[EXERCISE GOAL]:
Print the data exactly, leaving nothing out.
MATERIAL FOR THE TASK Block Start
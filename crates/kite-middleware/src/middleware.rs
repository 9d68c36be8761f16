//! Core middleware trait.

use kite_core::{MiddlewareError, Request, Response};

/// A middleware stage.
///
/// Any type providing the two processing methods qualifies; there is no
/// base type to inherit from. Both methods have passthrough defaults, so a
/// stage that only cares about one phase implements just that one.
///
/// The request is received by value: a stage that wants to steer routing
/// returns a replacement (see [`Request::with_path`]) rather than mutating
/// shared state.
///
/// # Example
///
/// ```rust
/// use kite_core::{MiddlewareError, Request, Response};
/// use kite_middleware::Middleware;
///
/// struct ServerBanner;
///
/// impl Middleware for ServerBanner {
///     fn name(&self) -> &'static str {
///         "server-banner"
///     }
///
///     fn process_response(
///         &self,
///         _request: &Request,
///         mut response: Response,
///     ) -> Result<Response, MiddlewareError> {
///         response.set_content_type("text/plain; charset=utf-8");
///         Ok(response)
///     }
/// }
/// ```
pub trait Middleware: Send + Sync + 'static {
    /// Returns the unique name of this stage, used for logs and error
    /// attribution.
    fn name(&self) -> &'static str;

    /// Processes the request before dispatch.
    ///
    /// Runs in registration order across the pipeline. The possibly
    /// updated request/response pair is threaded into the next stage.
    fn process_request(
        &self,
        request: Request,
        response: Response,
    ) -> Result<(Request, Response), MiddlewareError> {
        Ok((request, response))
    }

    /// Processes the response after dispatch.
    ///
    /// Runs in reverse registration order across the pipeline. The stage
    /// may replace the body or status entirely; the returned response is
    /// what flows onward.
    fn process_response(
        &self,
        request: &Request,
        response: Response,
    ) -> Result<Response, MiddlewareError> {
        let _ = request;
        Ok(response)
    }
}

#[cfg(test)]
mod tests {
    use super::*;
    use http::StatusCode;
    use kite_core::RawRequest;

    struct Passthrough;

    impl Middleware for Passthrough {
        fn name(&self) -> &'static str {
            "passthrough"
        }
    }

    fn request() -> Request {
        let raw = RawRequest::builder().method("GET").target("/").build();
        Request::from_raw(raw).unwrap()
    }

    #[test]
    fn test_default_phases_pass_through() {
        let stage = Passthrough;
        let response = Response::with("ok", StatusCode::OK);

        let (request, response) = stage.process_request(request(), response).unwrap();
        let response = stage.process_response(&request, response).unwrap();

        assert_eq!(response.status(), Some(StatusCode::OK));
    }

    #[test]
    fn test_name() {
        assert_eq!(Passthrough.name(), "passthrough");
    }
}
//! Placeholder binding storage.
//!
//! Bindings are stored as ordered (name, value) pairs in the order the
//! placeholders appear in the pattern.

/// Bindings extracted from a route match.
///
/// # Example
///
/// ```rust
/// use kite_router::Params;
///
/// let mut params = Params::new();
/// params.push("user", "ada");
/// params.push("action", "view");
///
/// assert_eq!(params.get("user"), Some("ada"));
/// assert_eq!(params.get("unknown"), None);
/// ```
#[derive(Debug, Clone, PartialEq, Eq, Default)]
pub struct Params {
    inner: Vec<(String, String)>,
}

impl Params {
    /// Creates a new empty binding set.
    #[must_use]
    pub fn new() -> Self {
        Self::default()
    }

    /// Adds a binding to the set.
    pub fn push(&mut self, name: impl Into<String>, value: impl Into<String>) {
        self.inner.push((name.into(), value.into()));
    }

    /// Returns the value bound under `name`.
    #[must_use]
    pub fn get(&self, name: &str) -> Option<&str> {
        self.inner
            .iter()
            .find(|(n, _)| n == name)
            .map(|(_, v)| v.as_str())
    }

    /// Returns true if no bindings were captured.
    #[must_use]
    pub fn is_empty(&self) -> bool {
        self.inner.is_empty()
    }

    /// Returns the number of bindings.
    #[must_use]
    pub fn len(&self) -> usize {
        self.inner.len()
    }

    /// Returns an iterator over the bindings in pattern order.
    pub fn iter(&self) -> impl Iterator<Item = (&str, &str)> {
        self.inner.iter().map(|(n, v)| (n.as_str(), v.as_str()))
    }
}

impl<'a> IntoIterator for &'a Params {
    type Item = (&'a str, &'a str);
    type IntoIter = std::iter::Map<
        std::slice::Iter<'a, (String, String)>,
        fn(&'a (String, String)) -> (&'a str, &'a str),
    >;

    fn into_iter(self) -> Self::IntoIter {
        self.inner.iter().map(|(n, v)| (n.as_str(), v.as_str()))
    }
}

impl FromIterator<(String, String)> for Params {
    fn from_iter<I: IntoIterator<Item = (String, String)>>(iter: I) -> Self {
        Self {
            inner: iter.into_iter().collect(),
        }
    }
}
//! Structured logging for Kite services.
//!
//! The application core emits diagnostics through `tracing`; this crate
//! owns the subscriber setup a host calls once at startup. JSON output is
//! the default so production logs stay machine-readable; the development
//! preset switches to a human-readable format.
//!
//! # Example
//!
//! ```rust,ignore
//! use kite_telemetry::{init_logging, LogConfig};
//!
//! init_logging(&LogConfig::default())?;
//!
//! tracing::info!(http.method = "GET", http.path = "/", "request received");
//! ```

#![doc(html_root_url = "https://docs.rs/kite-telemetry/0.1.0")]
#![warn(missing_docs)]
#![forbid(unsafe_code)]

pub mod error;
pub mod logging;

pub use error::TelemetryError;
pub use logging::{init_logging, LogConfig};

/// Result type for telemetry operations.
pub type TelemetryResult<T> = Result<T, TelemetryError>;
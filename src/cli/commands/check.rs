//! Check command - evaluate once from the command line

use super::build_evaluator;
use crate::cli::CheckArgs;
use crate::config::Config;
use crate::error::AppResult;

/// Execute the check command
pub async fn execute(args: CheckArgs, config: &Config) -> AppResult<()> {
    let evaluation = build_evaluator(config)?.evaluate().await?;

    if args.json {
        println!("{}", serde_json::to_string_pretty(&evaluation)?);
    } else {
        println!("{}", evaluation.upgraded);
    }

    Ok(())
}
MATERIAL FOR THE TASK Block End
[RESULT OF THIS TASK]:
filename crates/kite-middleware/src/middleware.rs
repository 9d68c36be8761f16
//! Core middleware trait.

use kite_core::{MiddlewareError, Request, Response};

/// A middleware stage.
///
/// Any type providing the two processing methods qualifies; there is no
/// base type to inherit from. Both methods have passthrough defaults, so a
/// stage that only cares about one phase implements just that one.
///
/// The request is received by value: a stage that wants to steer routing
/// returns a replacement (see [`Request::with_path`]) rather than mutating
/// shared state.
///
/// # Example
///
/// ```rust
/// use kite_core::{MiddlewareError, Request, Response};
/// use kite_middleware::Middleware;
///
/// struct ServerBanner;
///
/// impl Middleware for ServerBanner {
///     fn name(&self) -> &'static str {
///         "server-banner"
///     }
///
///     fn process_response(
///         &self,
///         _request: &Request,
///         mut response: Response,
///     ) -> Result<Response, MiddlewareError> {
///         response.set_content_type("text/plain; charset=utf-8");
///         Ok(response)
///     }
/// }
/// ```
pub trait Middleware: Send + Sync + 'static {
    /// Returns the unique name of this stage, used for logs and error
    /// attribution.
    fn name(&self) -> &'static str;

    /// Processes the request before dispatch.
    ///
    /// Runs in registration order across the pipeline. The possibly
    /// updated request/response pair is threaded into the next stage.
    fn process_request(
        &self,
        request: Request,
        response: Response,
    ) -> Result<(Request, Response), MiddlewareError> {
        Ok((request, response))
    }

    /// Processes the response after dispatch.
    ///
    /// Runs in reverse registration order across the pipeline. The stage
    /// may replace the body or status entirely; the returned response is
    /// what flows onward.
    fn process_response(
        &self,
        request: &Request,
        response: Response,
    ) -> Result<Response, MiddlewareError> {
        let _ = request;
        Ok(response)
    }
}

#[cfg(test)]
mod tests {
    use super::*;
    use http::StatusCode;
    use kite_core::RawRequest;

    struct Passthrough;

    impl Middleware for Passthrough {
        fn name(&self) -> &'static str {
            "passthrough"
        }
    }

    fn request() -> Request {
        let raw = RawRequest::builder().method("GET").target("/").build();
        Request::from_raw(raw).unwrap()
    }

    #[test]
    fn test_default_phases_pass_through() {
        let stage = Passthrough;
        let response = Response::with("ok", StatusCode::OK);

        let (request, response) = stage.process_request(request(), response).unwrap();
        let response = stage.process_response(&request, response).unwrap();

        assert_eq!(response.status(), Some(StatusCode::OK));
    }

    #[test]
    fn test_name() {
        assert_eq!(Passthrough.name(), "passthrough");
    }
}
//! Placeholder binding storage.
//!
//! Bindings are stored as ordered (name, value) pairs in the order the
//! placeholders appear in the pattern.

/// Bindings extracted from a route match.
///
/// # Example
///
/// ```rust
/// use kite_router::Params;
///
/// let mut params = Params::new();
/// params.push("user", "ada");
/// params.push("action", "view");
///
/// assert_eq!(params.get("user"), Some("ada"));
/// assert_eq!(params.get("unknown"), None);
/// ```
#[derive(Debug, Clone, PartialEq, Eq, Default)]
pub struct Params {
    inner: Vec<(String, String)>,
}

impl Params {
    /// Creates a new empty binding set.
    #[must_use]
    pub fn new() -> Self {
        Self::default()
    }

    /// Adds a binding to the set.
    pub fn push(&mut self, name: impl Into<String>, value: impl Into<String>) {
        self.inner.push((name.into(), value.into()));
    }

    /// Returns the value bound under `name`.
    #[must_use]
    pub fn get(&self, name: &str) -> Option<&str> {
        self.inner
            .iter()
            .find(|(n, _)| n == name)
            .map(|(_, v)| v.as_str())
    }

    /// Returns true if no bindings were captured.
    #[must_use]
    pub fn is_empty(&self) -> bool {
        self.inner.is_empty()
    }

    /// Returns the number of bindings.
    #[must_use]
    pub fn len(&self) -> usize {
        self.inner.len()
    }

    /// Returns an iterator over the bindings in pattern order.
    pub fn iter(&self) -> impl Iterator<Item = (&str, &str)> {
        self.inner.iter().map(|(n, v)| (n.as_str(), v.as_str()))
    }
}

impl<'a> IntoIterator for &'a Params {
    type Item = (&'a str, &'a str);
    type IntoIter = std::iter::Map<
        std::slice::Iter<'a, (String, String)>,
        fn(&'a (String, String)) -> (&'a str, &'a str),
    >;

    fn into_iter(self) -> Self::IntoIter {
        self.inner.iter().map(|(n, v)| (n.as_str(), v.as_str()))
    }
}

impl FromIterator<(String, String)> for Params {
    fn from_iter<I: IntoIterator<Item = (String, String)>>(iter: I) -> Self {
        Self {
            inner: iter.into_iter().collect(),
        }
    }
}
//! Structured logging for Kite services.
//!
//! The application core emits diagnostics through `tracing`; this crate
//! owns the subscriber setup a host calls once at startup. JSON output is
//! the default so production logs stay machine-readable; the development
//! preset switches to a human-readable format.
//!
//! # Example
//!
//! ```rust,ignore
//! use kite_telemetry::{init_logging, LogConfig};
//!
//! init_logging(&LogConfig::default())?;
//!
//! tracing::info!(http.method = "GET", http.path = "/", "request received");
//! ```

#![doc(html_root_url = "https://docs.rs/kite-telemetry/0.1.0")]
#![warn(missing_docs)]
#![forbid(unsafe_code)]

pub mod error;
pub mod logging;

pub use error::TelemetryError;
pub use logging::{init_logging, LogConfig};

/// Result type for telemetry operations.
pub type TelemetryResult<T> = Result<T, TelemetryError>;
filename src/cli/commands/check.rs
//! Check command - evaluate once from the command line

use super::build_evaluator;
use crate::cli::CheckArgs;
use crate::config::Config;
use crate::error::AppResult;

/// Execute the check command
pub async fn execute(args: CheckArgs, config: &Config) -> AppResult<()> {
    let evaluation = build_evaluator(config)?.evaluate().await?;

    if args.json {
        println!("{}", serde_json::to_string_pretty(&evaluation)?);
    } else {
        println!("{}", evaluation.upgraded);
    }

    Ok(())
}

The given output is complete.